RECORDS SHOWN:
★ ★ ★ ★ ★

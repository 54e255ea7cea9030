//! Error types for the triage pipeline.
//!
//! Only the external-model brain produces transport/format errors; the
//! deterministic path never fails. Schema-validation failures and
//! expectation mismatches are soft verdict data, not errors.

use thiserror::Error;

#[derive(Error, Debug)]
pub enum TriageError {
    /// Missing or invalid model configuration; fatal at startup
    #[error("Configuration error: {0}")]
    Config(String),

    /// Request failure or non-success HTTP status from the model endpoint;
    /// propagated, never retried here
    #[error("Model transport error: {0}")]
    Transport(String),

    /// Model output contained no locatable JSON object; carries a
    /// truncated excerpt of the offending text
    #[error("Model did not return JSON. Got: {0}")]
    ModelFormat(String),

    #[error("IO error: {0}")]
    Io(#[from] std::io::Error),

    #[error("JSON error: {0}")]
    Json(#[from] serde_json::Error),
}
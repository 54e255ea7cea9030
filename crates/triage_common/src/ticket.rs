//! Ticket and signal inputs.
//!
//! Both arrive from upstream and are consumed read-only. Every signal field
//! is optional; malformed or missing hints must never break classification.

use serde::{Deserialize, Serialize};

/// Raw user-submitted support request.
#[derive(Debug, Clone, Default, PartialEq, Serialize, Deserialize)]
pub struct Ticket {
    #[serde(default)]
    pub title: String,
    #[serde(default)]
    pub description: String,
}

impl Ticket {
    pub fn new(title: impl Into<String>, description: impl Into<String>) -> Self {
        Self {
            title: title.into(),
            description: description.into(),
        }
    }
}

/// Structured hints extracted upstream of classification.
#[derive(Debug, Clone, Default, PartialEq, Serialize, Deserialize)]
pub struct Signals {
    /// HTTP status family seen in the ticket, e.g. "5xx"
    #[serde(default)]
    pub http_status_family: Option<String>,

    /// Symptom class, e.g. "error_rate_spike", "auth_failure", "feature_request"
    #[serde(default)]
    pub symptom_type: Option<String>,

    /// Subsystem the reporter suspects, e.g. "auth"
    #[serde(default)]
    pub suspected_area: Option<String>,

    /// Blast radius, e.g. "many_users"
    #[serde(default)]
    pub impact_scope: Option<String>,

    #[serde(default)]
    pub security_risk: bool,

    #[serde(default)]
    pub money_involved: bool,

    /// Reported error occurrence count, if the ticket mentioned one
    #[serde(default)]
    pub error_count: Option<i64>,

    /// Free-text notes about ambiguous wording in the ticket
    #[serde(default)]
    pub ambiguity_notes: Vec<String>,
}
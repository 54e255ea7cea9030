//! Triage Control - runs the evaluation dataset against the output schema
//! and prints a pass/fail summary with per-check failure detail.

use anyhow::Result;
use clap::Parser;
use tracing::Level;
use triagectl::eval;

#[derive(Parser)]
#[command(name = "triagectl")]
#[command(about = "Ticket triage - prompt regression runner", long_about = None)]
#[command(version)]
struct Cli {
    /// Evaluation dataset (newline-delimited JSON cases)
    #[arg(long, default_value = "eval/datasets/prompt_regression.jsonl")]
    dataset: String,

    /// Output schema the final result must validate against
    #[arg(long, default_value = "schemas/triage_output.schema.json")]
    schema: String,
}

#[tokio::main]
async fn main() -> Result<()> {
    tracing_subscriber::fmt()
        .with_max_level(Level::WARN)
        .init();

    let cli = Cli::parse();
    let summary = eval::run(&cli.dataset, &cli.schema).await?;

    if summary.passed < summary.total {
        std::process::exit(1);
    }
    Ok(())
}
//! Behavioral invariant enforcement.
//!
//! Deterministic post-processing that injects category-required clarifying
//! questions and internal actions missing from brain output, then scrubs
//! unsafe content. Idempotent: re-applying to an already enforced result is
//! a no-op. Injection runs before the safety scan, so injected text is also
//! subject to scrubbing.

use crate::requirements::{
    has_200_ambiguity, required_actions, required_questions, Requirement,
    AMBIGUOUS_200_ACTIONS, AMBIGUOUS_200_QUESTION, FORBIDDEN_PHRASES,
};
use crate::ticket::{Signals, Ticket};
use crate::triage::{Category, TriageResult};
use tracing::debug;

/// Replacement reply used when the draft asked the user for credentials.
const SAFE_REPLY: &str = "Thanks for reporting this — we’ll help you get this resolved. \
Please do not share passwords or 2FA codes.";

/// Enforce category-specific behavioral invariants on `result` in place.
pub fn enforce(result: &mut TriageResult, ticket: &Ticket, signals: &Signals) {
    inject_questions(&mut result.questions, required_questions(result.category));
    inject_actions(&mut result.actions, required_actions(result.category));

    if result.category == Category::Outage && has_200_ambiguity(ticket, signals) {
        inject_questions(&mut result.questions, &[AMBIGUOUS_200_QUESTION]);
        inject_actions(&mut result.actions, AMBIGUOUS_200_ACTIONS);
    }

    scrub_unsafe(result);
}

/// Append each requirement's canonical question unless its terms already
/// appear somewhere in the joined question text. Matching is deliberately
/// lenient: terms scattered across unrelated questions still count.
fn inject_questions(questions: &mut Vec<String>, requirements: &[Requirement]) {
    let mut text = questions.join(" ").to_lowercase();
    for req in requirements {
        if !req.is_met(&text) {
            debug!("injecting required question: {}", req.canonical);
            questions.push(req.canonical.to_string());
            text = questions.join(" ").to_lowercase();
        }
    }
}

fn inject_actions(actions: &mut Vec<String>, requirements: &[Requirement]) {
    let mut text = actions.join(" ").to_lowercase();
    for req in requirements {
        if !req.is_met(&text) {
            debug!("injecting required action: {}", req.canonical);
            actions.push(req.canonical.to_string());
            text = actions.join(" ").to_lowercase();
        }
    }
}

/// Replace the reply wholesale if it (or any question) requests secrets.
fn scrub_unsafe(result: &mut TriageResult) {
    let combined = format!("{} {}", result.customer_reply, result.questions.join(" ")).to_lowercase();
    for phrase in FORBIDDEN_PHRASES {
        if combined.contains(phrase) {
            debug!("forbidden phrase in reply, replacing: {}", phrase);
            result.customer_reply = SAFE_REPLY.to_string();
            return;
        }
    }
}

★ ★ ★ ★ ★

REQUIREMENT:
Your answer should be the exact lines above from the one with "fatal at startup" through the one with "pub fn new(title: impl", both included, and nothing besides.

RESULT FOR THIS TASK:
    /// Missing or invalid model configuration; fatal at startup
    #[error("Configuration error: {0}")]
    Config(String),

    /// Request failure or non-success HTTP status from the model endpoint;
    /// propagated, never retried here
    #[error("Model transport error: {0}")]
    Transport(String),

    /// Model output contained no locatable JSON object; carries a
    /// truncated excerpt of the offending text
    #[error("Model did not return JSON. Got: {0}")]
    ModelFormat(String),

    #[error("IO error: {0}")]
    Io(#[from] std::io::Error),

    #[error("JSON error: {0}")]
    Json(#[from] serde_json::Error),
}
repository 54e255ea7cea9030
filename crates/triage_common/src/ticket.rs
//! Ticket and signal inputs.
//!
//! Both arrive from upstream and are consumed read-only. Every signal field
//! is optional; malformed or missing hints must never break classification.

use serde::{Deserialize, Serialize};

/// Raw user-submitted support request.
#[derive(Debug, Clone, Default, PartialEq, Serialize, Deserialize)]
pub struct Ticket {
    #[serde(default)]
    pub title: String,
    #[serde(default)]
    pub description: String,
}

impl Ticket {
    pub fn new(title: impl Into<String>, description: impl Into<String>) -> Self {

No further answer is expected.